In Aswan, we begin to see the amazing temples the ancient Egyptians built along the course of the river. The sites chosen are beautiful. The work to build these enormous monuments with nothing but hand tools and lots of laborers is incomprehensible. How could they move these stones? How could they lift them to such heights?

We board a boat, a sort of floating hotel, with about a hundred other passengers. Most of the passengers are French, although a Polish group comes aboard the next day. We are seated with 2 British brothers who are studying Arabic in Cairo, two couples, one from Saudi Arabia and one from Moscow, both vacationing in Egypt, and a musician from Brooklyn, traveling around the world as we are. There is some logic to the seating arrangement as we are the only English speakers on board. Since we take all our meals together and tour all of the sites together with an English-speaking guide, we become fast friends in a short period of time.

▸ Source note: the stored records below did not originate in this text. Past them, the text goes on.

//! Peripheral configuration builders
//!
//! Typed, driver-facing configs derived from the [`SysConfig`] snapshot.
//! Each builder is only ever called for a peripheral whose presence flag
//! is set; once built, a config is owned by the device it configures and
//! never changes.

use keel_hal::Pin;

use super::syscfg::{
    AdcOptions, BitbangUartOptions, ConfigError, I2cOptions, SpiOptions, SysConfig, UartOptions,
};

/// SAADC resolution
#[derive(Debug, Clone, Copy, PartialEq, Eq)]
#[cfg_attr(feature = "defmt", derive(defmt::Format))]
pub enum AdcResolution {
    Bits8,
    Bits10,
    Bits12,
    Bits14,
}

impl AdcResolution {
    /// Map a bit count to a resolution
    pub fn from_bits(bits: u8) -> Result<Self, ConfigError> {
        match bits {
            8 => Ok(Self::Bits8),
            10 => Ok(Self::Bits10),
            12 => Ok(Self::Bits12),
            14 => Ok(Self::Bits14),
            other => Err(ConfigError::UnsupportedAdcResolution(other)),
        }
    }

    /// Bit count
    pub fn bits(self) -> u8 {
        match self {
            Self::Bits8 => 8,
            Self::Bits10 => 10,
            Self::Bits12 => 12,
            Self::Bits14 => 14,
        }
    }

    /// Largest raw sample value
    pub fn max_value(self) -> u16 {
        ((1u32 << self.bits()) - 1) as u16
    }
}

/// SAADC oversampling (samples averaged per conversion)
#[derive(Debug, Clone, Copy, PartialEq, Eq)]
#[cfg_attr(feature = "defmt", derive(defmt::Format))]
#[repr(u8)]
pub enum Oversample {
    Disabled = 0,
    X2 = 1,
    X4 = 2,
    X8 = 3,
    X16 = 4,
    X32 = 5,
    X64 = 6,
    X128 = 7,
    X256 = 8,
}

impl Oversample {
    /// Map a sample count (a power of two up to 256) to a setting
    pub fn from_samples(samples: u16) -> Result<Self, ConfigError> {
        match samples {
            1 => Ok(Self::Disabled),
            2 => Ok(Self::X2),
            4 => Ok(Self::X4),
            8 => Ok(Self::X8),
            16 => Ok(Self::X16),
            32 => Ok(Self::X32),
            64 => Ok(Self::X64),
            128 => Ok(Self::X128),
            256 => Ok(Self::X256),
            other => Err(ConfigError::UnsupportedOversample(other)),
        }
    }

    /// Samples averaged per conversion
    pub fn samples(self) -> u16 {
        1 << (self as u8)
    }
}

/// SAADC configuration
#[derive(Debug, Clone, Copy, PartialEq, Eq)]
#[cfg_attr(feature = "defmt", derive(defmt::Format))]
pub struct AdcConfig {
    pub resolution: AdcResolution,
    pub oversample: Oversample,
    pub interrupt_priority: u8,
}

impl AdcConfig {
    pub fn from_options(opts: &AdcOptions) -> Result<Self, ConfigError> {
        Ok(Self {
            resolution: AdcResolution::from_bits(opts.resolution)?,
            oversample: Oversample::from_samples(opts.oversample)?,
            interrupt_priority: opts.interrupt_priority,
        })
    }
}

/// Hardware PWM configuration
#[derive(Debug, Clone, Copy, PartialEq, Eq)]
#[cfg_attr(feature = "defmt", derive(defmt::Format))]
pub struct PwmConfig {
    /// PWM instance
    pub index: u8,
}

/// TWI bus frequency
#[derive(Debug, Clone, Copy, PartialEq, Eq)]
#[cfg_attr(feature = "defmt", derive(defmt::Format))]
pub enum I2cFrequency {
    /// Standard mode (100 kHz)
    K100,
    /// 250 kHz
    K250,
    /// Fast mode (400 kHz)
    K400,
}

impl I2cFrequency {
    pub fn from_khz(khz: u16) -> Result<Self, ConfigError> {
        match khz {
            100 => Ok(Self::K100),
            250 => Ok(Self::K250),
            400 => Ok(Self::K400),
            other => Err(ConfigError::UnsupportedI2cFrequency(other)),
        }
    }

    /// Clock frequency in Hz
    pub fn hz(self) -> u32 {
        match self {
            Self::K100 => 100_000,
            Self::K250 => 250_000,
            Self::K400 => 400_000,
        }
    }
}

/// TWI master configuration
#[derive(Debug, Clone, Copy, PartialEq, Eq)]
#[cfg_attr(feature = "defmt", derive(defmt::Format))]
pub struct I2cConfig {
    pub scl: Pin,
    pub sda: Pin,
    pub frequency: I2cFrequency,
}

impl I2cConfig {
    pub fn from_options(opts: &I2cOptions) -> Result<Self, ConfigError> {
        Ok(Self {
            scl: Pin::new(opts.pin_scl),
            sda: Pin::new(opts.pin_sda),
            frequency: I2cFrequency::from_khz(opts.freq_khz)?,
        })
    }
}

/// SPI role of an instance
#[derive(Debug, Clone, Copy, PartialEq, Eq)]
#[cfg_attr(feature = "defmt", derive(defmt::Format))]
pub enum SpiRole {
    Master,
    Slave,
}

/// SPI pin configuration
///
/// In the master role slave select is a GPIO driven outside the SPI
/// routines, so `ss` is only set for slaves.
#[derive(Debug, Clone, Copy, PartialEq, Eq)]
#[cfg_attr(feature = "defmt", derive(defmt::Format))]
pub struct SpiConfig {
    pub sck: Pin,
    pub mosi: Pin,
    pub miso: Pin,
    pub ss: Option<Pin>,
}

impl SpiConfig {
    pub fn from_options(opts: &SpiOptions, role: SpiRole) -> Result<Self, ConfigError> {
        Ok(Self {
            sck: Pin::new(opts.pin_sck),
            mosi: Pin::new(opts.pin_mosi),
            miso: Pin::new(opts.pin_miso),
            ss: match role {
                SpiRole::Master => None,
                SpiRole::Slave => optional_pin(opts.pin_ss)?,
            },
        })
    }
}

/// Hardware UART configuration
#[derive(Debug, Clone, Copy, PartialEq, Eq)]
#[cfg_attr(feature = "defmt", derive(defmt::Format))]
pub struct UartConfig {
    pub tx: Pin,
    pub rx: Pin,
    pub rts: Option<Pin>,
    pub cts: Option<Pin>,
}

impl UartConfig {
    pub fn from_options(opts: &UartOptions) -> Result<Self, ConfigError> {
        Ok(Self {
            tx: Pin::new(opts.pin_tx),
            rx: Pin::new(opts.pin_rx),
            rts: optional_pin(opts.pin_rts)?,
            cts: optional_pin(opts.pin_cts)?,
        })
    }

    /// Hardware flow control needs both lines
    pub fn flow_control(&self) -> bool {
        self.rts.is_some() && self.cts.is_some()
    }
}

/// Bit-banged UART configuration
#[derive(Debug, Clone, Copy, PartialEq, Eq)]
#[cfg_attr(feature = "defmt", derive(defmt::Format))]
pub struct BitbangUartConfig {
    pub tx: Pin,
    pub rx: Pin,
    /// Tick source frequency the bit timing is derived from
    pub cputimer_freq: u32,
}

impl BitbangUartConfig {
    pub fn from_options(opts: &BitbangUartOptions, cfg: &SysConfig) -> Self {
        Self {
            tx: Pin::new(opts.pin_tx),
            rx: Pin::new(opts.pin_rx),
            cputimer_freq: cfg.cputime.freq,
        }
    }
}

/// Configuration handed to a registered device's driver
#[derive(Debug, Clone, Copy, PartialEq, Eq)]
#[cfg_attr(feature = "defmt", derive(defmt::Format))]
pub enum PeripheralConfig {
    Adc(AdcConfig),
    Pwm(PwmConfig),
    /// Soft PWM takes no configuration
    SoftPwm,
    Uart(UartConfig),
    BitbangUart(BitbangUartConfig),
}

impl PeripheralConfig {
    /// Pins the device drives, unused slots `None`
    pub fn pins(&self) -> [Option<Pin>; 4] {
        match self {
            PeripheralConfig::Uart(uart) => [Some(uart.tx), Some(uart.rx), uart.rts, uart.cts],
            PeripheralConfig::BitbangUart(uart) => [Some(uart.tx), Some(uart.rx), None, None],
            // PWM outputs are routed by the application, not at bring-up
            PeripheralConfig::Adc(_) | PeripheralConfig::Pwm(_) | PeripheralConfig::SoftPwm => {
                [None; 4]
            }
        }
    }
}

fn optional_pin(raw: i16) -> Result<Option<Pin>, ConfigError> {
    Pin::optional(raw).map_err(ConfigError::InvalidPin)
}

In addition to temples, we tour several tombs. Concerned with the looting that had already occurred in the pyramids to the north, the later pharaohs built elaborate underground tombs. They were mistaken to think this would make them impossible to find. All of the tombs were looted. King Tut’s was, too, but they think the robbers must have been in a hurry so they didn’t take everything. We learn that the tombs are different depths related to how long the pharaoh ruled. The tomb was started on the day after the coronation, and the tomb couldn’t be completed until after the king died—otherwise it was considered bad luck. The longer the reign, the deeper the tomb. The builders had a bit of wiggle room as it took 70 days to mummify the body.

Here is one of our favorite temples, the ancient temple of Karnak in Luxor. The temple complex is larger than St. Peter’s Basilica in the Vatican and St Paul’s in London put together. This hall is unique in the world. There are 134 of these pillars, each about 8 foot in diameter, and 60 feet high. It felt like we were standing in an artificial redwood forest.

Last blog I wrote of the crazy drivers. Unfortunately, on the day I wrote that, one of our British friends, Muneeb, was hit by a passing bus. Siena and I experienced both the medical system and the police system in Egypt in one evening. The hospital was efficient and relatively inexpensive (at least for me, coming from a country with a for-profit health care system). The police kept wanting me to “accuse” someone. I didn’t understand why. The word “accident” means it wasn’t intentional, right? We are delighted that, despite a broken foot, Muneeb is otherwise fine. This picture was taken earlier in the day. He sure wasn’t climbing up to the top of the Valley of the Kings in a cast with crutches…

In the rest of the world we have visited, a price is a price. Costs are more or less fixed. Here, the price is whatever the market (read: sucker) will bear. We bought a hat at the market, very proud of ourselves from getting the price down from 125 gineah (Egyptian pounds) to 40, only to have an Arabic speaking friend buy the same hat from a different vendor for 20 gineah. We did better than my father in Turkey, though, where he bought a small bag of chestnuts for 10 Euro (15 dollars, at the time of purchase). I believe it amounted to a buck fifty for each chestnut. And, they didn’t even taste good. In Egypt, it is definitely Caveat Emptor—Buyer Beware!

There are many places in the world where I can blend in, look like a local. Kim has fewer such countries. Here, no matter if we learn the correct pronunciation of the handful of phrases we’ve learned, we stick out like foreigners wearing Hawaiian print shirts and cameras around our necks. The Egyptian people are very friendly, and want to try their English phrases on us. “Hello, what’s your name? Where are you from?” We frequently have our pictures taken, sometimes with a stranger’s arm draped around our shoulders, sometimes in a crowd of children. The local children are very interested in our children, and we joke that our Frisbee is the best ambassador/icebreaker ever.

Itsa Eid (Happy Eid in Arabic)



How can you help being happy with sunsets like this over the Nile?? Taken, I must add, by Ethan!